From under long, dark, curly, unwashed hair, William sent me a bloodshot, hound dog look. “I’m in an abusive relationship,” he said, sipping his energy drink.

“Oh?” I said, sanitizing my hands and opening a box of needles, then sanitizing my hands again.

“That’s right,“ he said. "But that‘s to be expected! Hollywood has always abused writers and it always will. It denigrates us and leaves us feeling worthless. We’re the lowest caste of society."

“So, what happened?” I asked.

“My agent destroyed my script! It was the beautiful story of a young mute girl in an Irish orphanage at the turn of the century, a girl with psychic abilities.”

“How did your agent destroy your work?” I said.
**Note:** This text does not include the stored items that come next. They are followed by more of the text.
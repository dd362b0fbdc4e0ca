// Copyright (c) 2026 100monkeys.ai
// SPDX-License-Identifier: AGPL-3.0
//! Stevedore Core
//!
//! Deployment lifecycle orchestration over heterogeneous management backends.
//!
//! # Architecture
//!
//! - **Layer:** Core System
//! - **Purpose:** Deploy, undeploy, start and stop application archives with one awaited contract per operation

pub mod domain;
pub mod application;
pub mod infrastructure;

pub use domain::*;
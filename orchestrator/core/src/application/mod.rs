// Copyright (c) 2026 100monkeys.ai
// SPDX-License-Identifier: AGPL-3.0

pub mod latch;
pub mod poller;
pub mod orchestrator;
pub mod backend_factory;

// Re-export use cases for convenience
pub use backend_factory::{connect_from_config, create_backend, create_resolver};
pub use latch::{LatchTimedOut, ProgressLatch};
pub use orchestrator::{DeploymentOrchestrator, OrchestratorSettings};
pub use poller::{PollOutcome, PollPolicy, Poller};
// Copyright (c) 2026 100monkeys.ai
// SPDX-License-Identifier: AGPL-3.0
//! Template Localizer
//!
//! Renders lifecycle diagnostics from Handlebars templates.
//!
//! # Architecture
//!
//! - **Layer:** Infrastructure
//! - **Purpose:** Concrete [`Localizer`] with per-code template overrides
//!
//! # Placeholders
//!
//! - `{{module}}` - Module identity
//! - `{{step}}` - Lifecycle step
//! - `{{elapsed_ms}}` - Elapsed milliseconds
//! - `{{cause}}` - Failure cause

use handlebars::Handlebars;
use std::collections::HashMap;
use tracing::warn;

use crate::domain::localization::Localizer;

pub struct TemplateLocalizer {
    handlebars: Handlebars<'static>,
    catalog: HashMap<String, String>,
}

impl TemplateLocalizer {
    pub fn new() -> Self {
        let mut handlebars = Handlebars::new();
        handlebars.set_strict_mode(false);
        // Plain-text output; module names must not be HTML-escaped
        handlebars.register_escape_fn(handlebars::no_escape);

        Self { handlebars, catalog: HashMap::new() }
    }

    /// Replace the template used for `code`
    pub fn with_message(mut self, code: impl Into<String>, template: impl Into<String>) -> Self {
        self.catalog.insert(code.into(), template.into());
        self
    }

    pub fn with_catalog(mut self, catalog: HashMap<String, String>) -> Self {
        self.catalog.extend(catalog);
        self
    }
}

impl Default for TemplateLocalizer {
    fn default() -> Self {
        Self::new()
    }
}

impl Localizer for TemplateLocalizer {
    fn localize(&self, code: &str, template: &str, args: &serde_json::Value) -> String {
        let template = self.catalog.get(code).map(String::as_str).unwrap_or(template);
        match self.handlebars.render_template(template, args) {
            Ok(rendered) => rendered,
            Err(e) => {
                warn!(code, error = %e, "Failed to render message template");
                template.to_string()
            }
        }
    }
}
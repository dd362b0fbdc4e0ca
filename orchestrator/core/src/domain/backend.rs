// Copyright (c) 2026 100monkeys.ai
// SPDX-License-Identifier: AGPL-3.0

use async_trait::async_trait;
use serde::{Deserialize, Serialize};
use std::fmt;

use crate::domain::errors::DeployError;
use crate::domain::management::Endpoint;
use crate::domain::module::{ArtifactLocation, MatchPolicy, ModuleIdentity, ModuleSet, TargetSet};
use crate::domain::progress::ProgressHandle;
use crate::domain::session::Session;

/// Completion model of a backend family.
#[derive(Debug, Clone, Copy, PartialEq, Eq, Hash, Serialize, Deserialize)]
#[serde(rename_all = "lowercase")]
pub enum BackendKind {
    /// Mutations are blocking calls; truth comes from polling listings
    Listing,
    /// Mutations complete through asynchronous progress notifications
    Notifying,
}

impl fmt::Display for BackendKind {
    fn fmt(&self, f: &mut fmt::Formatter<'_>) -> fmt::Result {
        match self {
            BackendKind::Listing => f.write_str("listing"),
            BackendKind::Notifying => f.write_str("notifying"),
        }
    }
}

/// Listing queries against a backend. Results are never cached.
#[async_trait]
pub trait ModuleLister: Send + Sync {
    async fn list_available(&self, session: &Session) -> Result<ModuleSet, DeployError>;

    async fn list_running(&self, session: &Session) -> Result<ModuleSet, DeployError>;

    /// Modules the backend reports as failed. Backends without such a listing report none.
    async fn list_failed(&self, _session: &Session) -> Result<ModuleSet, DeployError> {
        Ok(ModuleSet::new())
    }
}

/// Native lifecycle primitives of one backend family.
///
/// Implementations translate calls into the backend's API and carry no
/// lifecycle logic of their own; sequencing, waiting and confirmation belong
/// to the orchestrator.
#[async_trait]
pub trait BackendAdapter: ModuleLister {
    fn kind(&self) -> BackendKind;

    fn match_policy(&self) -> MatchPolicy {
        MatchPolicy::Exact
    }

    /// Open a session and resolve its target set
    async fn connect(&self, endpoint: &Endpoint, telemetry: Option<&Endpoint>) -> Result<Session, DeployError>;

    async fn distribute(
        &self,
        session: &Session,
        artifact: &ArtifactLocation,
        targets: &TargetSet,
    ) -> Result<ProgressHandle, DeployError>;

    async fn start(&self, session: &Session, module: &ModuleIdentity) -> Result<ProgressHandle, DeployError>;

    async fn stop(&self, session: &Session, module: &ModuleIdentity) -> Result<ProgressHandle, DeployError>;

    async fn undeploy(&self, session: &Session, module: &ModuleIdentity) -> Result<ProgressHandle, DeployError>;

    async fn is_running(&self, session: &Session, module: &ModuleIdentity) -> Result<bool, DeployError> {
        Ok(self.list_running(session).await?.contains(module, self.match_policy()))
    }
}
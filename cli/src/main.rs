// Copyright (c) 2026 100monkeys.ai
// SPDX-License-Identifier: AGPL-3.0

//! # Stevedore CLI
//!
//! The `stevedore` binary deploys application archives to a managed runtime
//! host and reports their lifecycle state.
//!
//! ## Commands
//!
//! - `stevedore deploy|redeploy|install <ARTIFACT>` - Put an archive on the target and start it
//! - `stevedore undeploy|start|stop <MODULE>` - Drive a deployed module
//! - `stevedore status <ARTIFACT>` - Show the derived deployment status
//! - `stevedore config show|validate|generate` - Configuration management

use anyhow::{Context, Result};
use clap::{Parser, Subcommand};
use std::path::PathBuf;

use stevedore_cli::commands::{self, ConfigCommand, LifecycleCommand};

/// Stevedore - deployment lifecycle orchestration
#[derive(Parser)]
#[command(name = "stevedore")]
#[command(version, about, long_about = None)]
#[command(propagate_version = true)]
struct Cli {
    /// Path to configuration file (overrides discovery)
    #[arg(
        short,
        long,
        global = true,
        env = "STEVEDORE_CONFIG_PATH",
        value_name = "FILE"
    )]
    config: Option<PathBuf>,

    /// Log level (trace, debug, info, warn, error)
    #[arg(long, global = true, env = "STEVEDORE_LOG_LEVEL", default_value = "info")]
    log_level: String,

    #[command(subcommand)]
    command: Commands,
}

#[derive(Subcommand)]
enum Commands {
    #[command(flatten)]
    Lifecycle(LifecycleCommand),

    /// Configuration management
    #[command(name = "config")]
    Config {
        #[command(subcommand)]
        command: ConfigCommand,
    },
}

#[tokio::main]
async fn main() -> Result<()> {
    // A missing .env file is fine
    dotenvy::dotenv().ok();

    let cli = Cli::parse();

    init_logging(&cli.log_level)?;

    match cli.command {
        Commands::Lifecycle(command) => commands::lifecycle::handle_command(command, cli.config).await,
        Commands::Config { command } => commands::config::handle_command(command, cli.config).await,
    }
}

/// Initialize tracing subscriber for logging
fn init_logging(level: &str) -> Result<()> {
    let filter = tracing_subscriber::EnvFilter::try_from_default_env()
        .or_else(|_| tracing_subscriber::EnvFilter::try_new(level))
        .context("Failed to create log filter")?;

    tracing_subscriber::fmt()
        .with_env_filter(filter)
        .with_target(false)
        .with_thread_ids(false)
        .with_file(false)
        .with_line_number(false)
        .compact()
        .init();

    Ok(())
}
#[cfg(test)]
mod tests {
    use super::*;

    fn deployer() -> ObjectName {
        ObjectName::new("jboss.system:service=MainDeployer")
    }

    async fn connection(server: Arc<InMemoryManagementServer>) -> Arc<dyn ManagementConnection> {
        InMemoryConnectionProvider::new(server)
            .connect(&Endpoint::new("mem://local"))
            .await
            .unwrap()
    }

    #[tokio::test]
    async fn test_synchronous_distribute_and_duplicate() {
        let server = Arc::new(InMemoryManagementServer::new(deployer()));
        let conn = connection(server.clone()).await;
        let args = vec![json!("file:/opt/apps/app1.ear"), json!(["server-one"])];

        conn.invoke(&deployer(), "distribute", args.clone(), vec![]).await.unwrap();
        assert!(server.available().contains("app1.ear"));

        let err = conn.invoke(&deployer(), "distribute", args, vec![]).await.unwrap_err();
        assert!(matches!(err, ConnectionError::Remote(_)));
        assert_eq!(server.call_count("distribute"), 2);
    }

    #[tokio::test]
    async fn test_listing_lag_serves_stale_reads() {
        let server = Arc::new(InMemoryManagementServer::new(deployer()).with_listing_lag(2));
        let conn = connection(server.clone()).await;

        conn.invoke(&deployer(), "distribute", vec![json!("file:/a/app1.ear"), json!([])], vec![])
            .await
            .unwrap();

        let object = deployer();
        let read = || conn.get_attribute(&object, "AvailableModules");
        assert_eq!(read().await.unwrap(), json!([]));
        assert_eq!(read().await.unwrap(), json!([]));
        assert_eq!(read().await.unwrap(), json!(["app1.ear"]));
    }

    #[tokio::test]
    async fn test_undeploy_of_running_module_is_rejected() {
        let server = Arc::new(InMemoryManagementServer::new(deployer()).with_running("app1.ear"));
        let conn = connection(server.clone()).await;

        let err = conn.invoke(&deployer(), "undeploy", vec![json!("app1.ear")], vec![]).await.unwrap_err();
        assert!(err.to_string().contains("stop it first"));
    }

    #[tokio::test(start_paused = true)]
    async fn test_notifications_announce_completion() {
        let server = Arc::new(
            InMemoryManagementServer::new(deployer())
                .with_completion(CompletionModel::Notifications { delay: Duration::from_millis(200) }),
        );
        let conn = connection(server.clone()).await;
        let mut stream = conn.subscribe(&deployer()).await.unwrap();

        let id = conn
            .invoke(&deployer(), "distribute", vec![json!("file:/a/app1.ear"), json!([])], vec![])
            .await
            .unwrap();
        assert_eq!(id, json!("op-1"));
        assert!(server.available().is_empty());

        let progress = stream.recv().await.unwrap();
        assert_eq!(progress.kind, NOTIFICATION_PROGRESS);
        let done = stream.recv().await.unwrap();
        assert_eq!(done.kind, NOTIFICATION_COMPLETED);
        assert_eq!(done.user_data, json!({ "operation": "op-1" }));
        assert!(server.available().contains("app1.ear"));
    }

    #[tokio::test]
    async fn test_closed_connection_rejects_calls_and_counts_once() {
        let server = Arc::new(InMemoryManagementServer::new(deployer()));
        let conn = connection(server.clone()).await;

        conn.close().await.unwrap();
        conn.close().await.unwrap();

        assert_eq!(server.close_count(), 1);
        assert!(matches!(
            conn.get_attribute(&deployer(), "Targets").await,
            Err(ConnectionError::Closed)
        ));
    }

    #[tokio::test]
    async fn test_provider_checks_credentials() {
        let server = Arc::new(InMemoryManagementServer::new(deployer()));
        let provider = InMemoryConnectionProvider::new(server).with_credentials("admin", "secret");

        let rejected = provider.connect(&Endpoint::new("mem://local")).await;
        assert!(matches!(rejected, Err(ConnectionError::Authentication(_))));

        let accepted = provider
            .connect(&Endpoint::new("mem://local").with_credentials("admin", "secret"))
            .await;
        assert!(accepted.is_ok());
        assert_eq!(provider.connect_count(), 1);
    }
}
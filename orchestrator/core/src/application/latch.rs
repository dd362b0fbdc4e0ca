// Copyright (c) 2026 100monkeys.ai
// SPDX-License-Identifier: AGPL-3.0
//! Progress Latch
//!
//! One-shot gate between a backend's progress stream and an awaiting lifecycle step.
//!
//! # Architecture
//!
//! - **Layer:** Application Layer
//! - **Purpose:** Turns 0..N progress events into a single bounded wait
//!
//! The first terminal event releases the latch; every later release is
//! ignored. A release that happens before anyone waits is still observed,
//! because waiting checks the stored value before suspending.

use std::sync::Arc;
use std::time::Duration;
use thiserror::Error;
use tokio::sync::watch;
use tokio::task::JoinHandle;
use tracing::debug;

use crate::domain::progress::{ProgressEvent, ProgressHandle};

#[derive(Debug, Clone, Copy, PartialEq, Eq, Error)]
#[error("progress latch not released within {}ms", .timeout.as_millis())]
pub struct LatchTimedOut {
    pub timeout: Duration,
}

/// Single-use gate released by the first terminal [`ProgressEvent`].
///
/// Clones share the same gate. Build a fresh latch per lifecycle step.
#[derive(Clone)]
pub struct ProgressLatch {
    state: Arc<watch::Sender<Option<ProgressEvent>>>,
}

impl ProgressLatch {
    pub fn new() -> Self {
        let (tx, _rx) = watch::channel(None);
        Self { state: Arc::new(tx) }
    }

    /// Release the latch with `event`. Returns false if it was already released.
    pub fn release(&self, event: ProgressEvent) -> bool {
        self.state.send_if_modified(|current| {
            if current.is_some() {
                return false;
            }
            *current = Some(event);
            true
        })
    }

    pub fn is_released(&self) -> bool {
        self.state.borrow().is_some()
    }

    /// Wait until released, or fail once `timeout` has elapsed.
    pub async fn wait(&self, timeout: Duration) -> Result<ProgressEvent, LatchTimedOut> {
        let mut rx = self.state.subscribe();
        let released = tokio::time::timeout(timeout, async {
            // The sender lives as long as `self`, so the channel cannot close here
            match rx.wait_for(Option::is_some).await {
                Ok(value) => (*value).clone(),
                Err(_) => None,
            }
        })
        .await;

        match released {
            Ok(Some(event)) => Ok(event),
            _ => Err(LatchTimedOut { timeout }),
        }
    }

    /// Feed a backend's progress handle into this latch.
    ///
    /// A completed handle releases immediately. A streaming handle is drained
    /// by a background task until its first terminal event; the returned task
    /// should be aborted once the wait is over. A stream that closes without a
    /// terminal event releases the latch as failed.
    pub fn attach(&self, handle: ProgressHandle) -> Option<JoinHandle<()>> {
        match handle {
            ProgressHandle::Completed(event) => {
                self.release(event);
                None
            }
            ProgressHandle::Streaming(mut events) => {
                let latch = self.clone();
                Some(tokio::spawn(async move {
                    while let Some(event) = events.recv().await {
                        if event.is_terminal() {
                            latch.release(event);
                            return;
                        }
                        debug!(
                            module = ?event.module.as_ref().map(|m| m.as_str()),
                            message = %event.message,
                            "Progress"
                        );
                    }
                    latch.release(ProgressEvent::failed(
                        None,
                        "progress stream closed before a terminal event",
                    ));
                }))
            }
        }
    }
}

impl Default for ProgressLatch {
    fn default() -> Self {
        Self::new()
    }
}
“She had me change the girl to a boy, switch Ireland to a ghetto in Brazil, and made me change her special talent to soccer. And for what?!”

“I understand your frustration,” I said.

“Do you?” he said.

“This kind of crap happens all the time in this town,” I said. “So now, after all your hard work, after all the concessions you’ve made, you’ve got nothing, not even a promise. You toil all day on your writing project, then you go to your waitering job in the evening, barely scratching out a living,

“Not exactly,” he said, sadly. “We sold the script. The movie’s being made. Big names attached. Would you like to see a picture of my new Lexus?”

"You mean you're crying about abuse even though you've sold the script, and probably sold it for a fortune?" I was getting irritated.

He shifted nervously.  "Well, yeah.  But I mean it's about the principle of the thing.  The way I see it, life is over in the barest blink of an eye, so we might as well be appreciated and compensated fairly for our talents, don't you agree?

"Now that you mention it," I said, "I guess you're right." And in the barest blink of an eye, my rate went back up.